The Saturnians are much more advanced than Earth and already have flying machines, electric automobiles and powerful sensors which let them watch and record events on Earth and other planets. They also have been using metal robots crafted to look just like the Saturnians themselves, who resemble Terrans in general physiology.
Those robots have long been used for labor but are now rebelling against their virtual slave state. Developments from Saturn get uglier and uglier as the robot rebellion intensifies.
Pete King’s Christian superstitions prompt him to decide that the communications from Saturn have actually been from Devils deceptively tempting Gaston Lesage into tampering where no mortals should. Many hypersensitive critics of today obediently cite this as horrible racism since King is black, but it isn’t the character’s race which prompts this reaction. It could just as easily have been a superstitious white Christian acting the same way.
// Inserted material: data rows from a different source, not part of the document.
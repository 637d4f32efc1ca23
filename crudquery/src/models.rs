use serde::Deserialize;
use serde_json::{Map, Value};
use utoipa::{IntoParams, ToSchema};

use crate::errors::ApiError;
use crate::validation::ValidationErrors;

/// Query-string form of a list request.
///
/// Structured clauses travel as JSON-encoded strings and are decoded into the
/// same body a `POST .../search` request would send:
///
/// ```text
/// GET /tags?filters=[{"field":"priority","operator":">=","value":5}]&sort=[{"field":"name"}]&limit=10
/// ```
///
/// # Filtering
/// `filters` is a JSON array of filter descriptors, optionally nested:
/// ```json
/// [{"field": "name", "operator": "like", "value": "%rust%"},
///  {"type": "or", "nested": [{"field": "priority", "operator": "in", "value": [5, 10]}]}]
/// ```
///
/// # Pagination
/// `limit` is the page size (non-positive values use the resource default) and
/// `page` is 1-based.
#[derive(Debug, Clone, Deserialize, IntoParams, ToSchema, Default)]
#[into_params(parameter_in = Query)]
pub struct ListParams {
    /// JSON-encoded scope list.
    ///
    /// Example: `[{"name": "popular", "parameters": [5]}]`
    #[param(example = r#"[{"name": "popular", "parameters": [5]}]"#)]
    pub scopes: Option<String>,
    /// JSON-encoded filter list.
    ///
    /// Example: `[{"field": "priority", "operator": ">=", "value": 5}]`
    #[param(example = r#"[{"field": "priority", "operator": ">=", "value": 5}]"#)]
    pub filters: Option<String>,
    /// JSON-encoded search object.
    ///
    /// Example: `{"value": "rust", "case_sensitive": false}`
    #[param(example = r#"{"value": "rust", "case_sensitive": false}"#)]
    pub search: Option<String>,
    /// JSON-encoded sort list.
    ///
    /// Example: `[{"field": "name", "direction": "desc"}]`
    #[param(example = r#"[{"field": "name", "direction": "desc"}]"#)]
    pub sort: Option<String>,
    /// Include soft-deleted rows.
    #[param(example = "true")]
    pub with_trashed: Option<String>,
    /// Only soft-deleted rows.
    #[param(example = "true")]
    pub only_trashed: Option<String>,
    /// Page size.
    ///
    /// Example: `15`
    #[param(example = 15)]
    pub limit: Option<i64>,
    /// Page number (1-based).
    ///
    /// Example: `1`
    #[param(example = 1)]
    pub page: Option<i64>,
}

impl ListParams {
    /// Decode into the JSON body form accepted by
    /// [`parse_request`](crate::filtering::parse_request).
    ///
    /// # Errors
    ///
    /// Returns a 422 naming every parameter that is not valid JSON.
    pub fn into_request(self) -> Result<Value, ApiError> {
        let mut body = Map::new();
        let mut errors = ValidationErrors::new();

        for (key, raw) in [
            ("scopes", self.scopes),
            ("filters", self.filters),
            ("search", self.search),
            ("sort", self.sort),
        ] {
            let Some(raw) = raw else {
                continue;
            };
            match serde_json::from_str::<Value>(&raw) {
                Ok(value) => {
                    body.insert(key.to_string(), value);
                }
                Err(e) => errors.push(key, format!("The {key} parameter must be valid JSON: {e}")),
            }
        }
        errors.result()?;

        for (key, raw) in [
            ("with_trashed", self.with_trashed),
            ("only_trashed", self.only_trashed),
        ] {
            if let Some(raw) = raw {
                body.insert(key.to_string(), Value::String(raw));
            }
        }
        if let Some(limit) = self.limit {
            body.insert("limit".to_string(), Value::from(limit));
        }
        if let Some(page) = self.page {
            body.insert("page".to_string(), Value::from(page));
        }

        Ok(Value::Object(body))
    }
}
At any rate Pete tells off Rulph Bozar and threatens him about having any further contact with his friend Gaston. Bozar responds by forcibly overloading the Auroraphone to the point where it is destroyed.
It takes Lesage ten years to build a new Auroraphone. When he reestablishes contact with Saturn he learns from another Saturnian that Rulph Bozar was slain during the war between the robots and their creators. The war ended with the defeat and destruction of the robots, meaning the people of Saturn have had to resume doing their own work. It’s possible the author Cyrus Cole was trying to make a statement about slavery but if so it’s not very clearly or cleverly put forth.
In a nicely prescient bit this new Saturnian friend – named Smith, oddly enough – sends Gaston what we would today call “radio images” of previous events on Earth, like the devastation at Pompeii, etc.
When Smith begins to relate details of how Saturn and other inhabited worlds are forming a League of Planets the governmental authorities of the ringed planet forbid further communication with the “primitive” Earthlings and they overload the Auroraphone again, causing its final destruction.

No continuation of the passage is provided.